■ Description of the task ■
Return the entries in full, exactly as they were written.
(Excerpted data)
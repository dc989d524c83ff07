//! Domain traits defining contracts for the ledger's stores.

use async_trait::async_trait;
use chrono::{DateTime, Utc};
use uuid::Uuid;

use super::error::AppError;
use super::types::{Balance, LedgerCommit, OutboxRecord, Transaction, TransactionStatus};

/// Balance store
#[async_trait]
pub trait BalanceRepository: Send + Sync {
    /// Current balance, or `None` when the account does not exist
    async fn find_by_owner(&self, owner_id: Uuid) -> Result<Option<Balance>, AppError>;

    /// Create a zero balance unless one exists, then return the stored one.
    ///
    /// Never overwrites an existing balance.
    async fn open_balance(&self, owner_id: Uuid) -> Result<Balance, AppError>;
}

/// Transaction store
#[async_trait]
pub trait TransactionRepository: Send + Sync {
    async fn create(&self, tx: &Transaction) -> Result<(), AppError>;

    /// Overwrite a stored transaction
    async fn update(&self, tx: &Transaction) -> Result<(), AppError>;

    /// Move a pending transaction to a terminal status.
    ///
    /// Returns `false` when the transaction was no longer pending.
    async fn update_status(
        &self,
        id: Uuid,
        status: TransactionStatus,
        error_message: Option<&str>,
    ) -> Result<bool, AppError>;

    async fn find_by_id(&self, id: Uuid) -> Result<Option<Transaction>, AppError>;

    /// Transactions owned by or transferred to the account, newest first
    async fn find_by_owner(&self, owner_id: Uuid, limit: i64)
    -> Result<Vec<Transaction>, AppError>;

    /// Pending transactions created before `older_than`
    async fn find_stale_pending(
        &self,
        older_than: DateTime<Utc>,
        limit: i64,
    ) -> Result<Vec<Transaction>, AppError>;
}

/// Durable store of undelivered events
#[async_trait]
pub trait OutboxStore: Send + Sync {
    /// Unpublished records that are due, oldest first
    async fn fetch_pending(&self, limit: i64) -> Result<Vec<OutboxRecord>, AppError>;

    async fn mark_published(&self, id: Uuid, published_at: DateTime<Utc>)
    -> Result<(), AppError>;

    /// Record a failed delivery attempt and increment `attempts`
    async fn mark_failed(
        &self,
        id: Uuid,
        error: &str,
        next_attempt_at: Option<DateTime<Utc>>,
    ) -> Result<(), AppError>;
}

/// Atomic writer for a whole ledger operation
#[async_trait]
pub trait LedgerUnitOfWork: Send + Sync {
    /// Check store connectivity
    async fn health_check(&self) -> Result<(), AppError>;

    /// Apply balance changes, persist the transaction and insert outbox
    /// records in one atomic step.
    ///
    /// Fails with `RejectionError::InsufficientBalance` if a debit would
    /// drive a balance negative, and with `TransitionError` if the stored
    /// transaction is already terminal. On failure nothing is written.
    /// Returns the resulting balances in the order of `balance_changes`.
    async fn commit(&self, commit: &LedgerCommit) -> Result<Vec<Balance>, AppError>;
}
(End Excerpted data)
■ Answer to the exercise ■
repository dc989d524c83ff07
//! Domain traits defining contracts for the ledger's stores.

use async_trait::async_trait;
use chrono::{DateTime, Utc};
use uuid::Uuid;

use super::error::AppError;
use super::types::{Balance, LedgerCommit, OutboxRecord, Transaction, TransactionStatus};

/// Balance store
#[async_trait]
pub trait BalanceRepository: Send + Sync {
    /// Current balance, or `None` when the account does not exist
    async fn find_by_owner(&self, owner_id: Uuid) -> Result<Option<Balance>, AppError>;

    /// Create a zero balance unless one exists, then return the stored one.
    ///
    /// Never overwrites an existing balance.
    async fn open_balance(&self, owner_id: Uuid) -> Result<Balance, AppError>;
}

/// Transaction store
#[async_trait]
pub trait TransactionRepository: Send + Sync {
    async fn create(&self, tx: &Transaction) -> Result<(), AppError>;

    /// Overwrite a stored transaction
    async fn update(&self, tx: &Transaction) -> Result<(), AppError>;

    /// Move a pending transaction to a terminal status.
    ///
    /// Returns `false` when the transaction was no longer pending.
    async fn update_status(
        &self,
        id: Uuid,
        status: TransactionStatus,
        error_message: Option<&str>,
    ) -> Result<bool, AppError>;

    async fn find_by_id(&self, id: Uuid) -> Result<Option<Transaction>, AppError>;

    /// Transactions owned by or transferred to the account, newest first
    async fn find_by_owner(&self, owner_id: Uuid, limit: i64)
    -> Result<Vec<Transaction>, AppError>;

    /// Pending transactions created before `older_than`
    async fn find_stale_pending(
        &self,
        older_than: DateTime<Utc>,
        limit: i64,
    ) -> Result<Vec<Transaction>, AppError>;
}

/// Durable store of undelivered events
#[async_trait]
pub trait OutboxStore: Send + Sync {
    /// Unpublished records that are due, oldest first
    async fn fetch_pending(&self, limit: i64) -> Result<Vec<OutboxRecord>, AppError>;

    async fn mark_published(&self, id: Uuid, published_at: DateTime<Utc>)
    -> Result<(), AppError>;

    /// Record a failed delivery attempt and increment `attempts`
    async fn mark_failed(
        &self,
        id: Uuid,
        error: &str,
        next_attempt_at: Option<DateTime<Utc>>,
    ) -> Result<(), AppError>;
}

/// Atomic writer for a whole ledger operation
#[async_trait]
pub trait LedgerUnitOfWork: Send + Sync {
    /// Check store connectivity
    async fn health_check(&self) -> Result<(), AppError>;

    /// Apply balance changes, persist the transaction and insert outbox
    /// records in one atomic step.
    ///
    /// Fails with `RejectionError::InsufficientBalance` if a debit would
    /// drive a balance negative, and with `TransitionError` if the stored
    /// transaction is already terminal. On failure nothing is written.
    /// Returns the resulting balances in the order of `balance_changes`.
    async fn commit(&self, commit: &LedgerCommit) -> Result<Vec<Balance>, AppError>;
}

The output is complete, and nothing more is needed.